4.  Advertisement of ECMP BGP routes

    To provide backward compatibility, as well as to simplify
    introduction of the ECMP capabilities into BGP, a new BGP attribute,
    Equal Cost Multi-Path Next Hop (ECMP_NEXT_HOP) is introduced.

    This will be used in addition to the existing NEXT_HOP attribute for
    announcing multiple next-hops to the destinations listed in the
    Network Layer Reachability Information of the UPDATE message.

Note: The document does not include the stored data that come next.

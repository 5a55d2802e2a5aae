//! `vshim inspect`: summarize a VCD trace.

use std::path::Path;

use serde::Serialize;
use vshim_sim::{load_vcd_file, LoadedWaveform};

use crate::{InspectArgs, ReportFormat};

/// Summary of a loaded trace.
#[derive(Debug, Serialize)]
pub struct TraceSummary {
    /// Timescale declaration (e.g. `"1ps"`).
    pub timescale: String,
    /// Last timestamp in the file.
    pub end_time: u64,
    /// One entry per declared signal.
    pub signals: Vec<SignalSummary>,
}

/// Summary of one signal.
#[derive(Debug, Serialize)]
pub struct SignalSummary {
    /// Hierarchical name.
    pub name: String,
    /// Bit width.
    pub width: u32,
    /// Number of recorded value changes, including the initial dump.
    pub changes: usize,
    /// Final value as `0x`-prefixed hex, if the signal was ever dumped.
    pub last_value: Option<String>,
}

/// Runs the `vshim inspect` command. Returns exit code 0 on success.
pub fn run(args: &InspectArgs) -> Result<i32, Box<dyn std::error::Error>> {
    let waveform = load_vcd_file(Path::new(&args.file))?;
    let summary = summarize(&waveform);
    match args.format {
        ReportFormat::Text => print_text(&args.file, &summary),
        ReportFormat::Json => println!("{}", serde_json::to_string_pretty(&summary)?),
    }
    Ok(0)
}

/// Builds a [`TraceSummary`] from a loaded waveform.
pub fn summarize(waveform: &LoadedWaveform) -> TraceSummary {
    let signals = waveform
        .signals
        .iter()
        .zip(&waveform.histories)
        .map(|(def, history)| SignalSummary {
            name: def.name.clone(),
            width: def.width,
            changes: history.len(),
            last_value: history
                .last()
                .map(|(_, v)| format!("0x{}", v.to_hex_string())),
        })
        .collect();
    TraceSummary {
        timescale: waveform.timescale.text.clone(),
        end_time: waveform.end_time,
        signals,
    }
}

fn print_text(file: &str, summary: &TraceSummary) {
    println!(
        "{file}: {} signals, end time {} ({})",
        summary.signals.len(),
        summary.end_time,
        summary.timescale
    );
    let name_width = summary.signals.iter().map(|s| s.name.len()).max().unwrap_or(0);
    for signal in &summary.signals {
        println!(
            "  {:<name_width$}  {:>3}  {:>6} changes  {}",
            signal.name,
            signal.width,
            signal.changes,
            signal.last_value.as_deref().unwrap_or("-")
        );
    }
}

    The ECMP_NEXT_HOP attribute is kept as optional and non-transitive so
    that BGP speakers that dont support the ECMP capability will simply
    ignore the information carried in this attribute, and will not pass
    it to other BGP speakers.

    All prefixes announced using this attribute will not replace the
    previous advertisement and thus a prefix can be advertised multiple
    times by the Local Speaker.

    If the same prefix is announced by using the NEXT_HOP attribute only
    then it is taken as an implicit withdraw for all the previous entries
    advertised by that peer for those destinations listed.

    An UPDATE message that contains feasible routes and carries
    ECMP_NEXT_HOP and no NEXT_HOP attribute will not be considered as
    implicit withdrawals. The Receiving Speaker will simply add these routes
    in its Adj-RIBs-In as multiple routes to that destination.

Bhatia                                                               [Page 3]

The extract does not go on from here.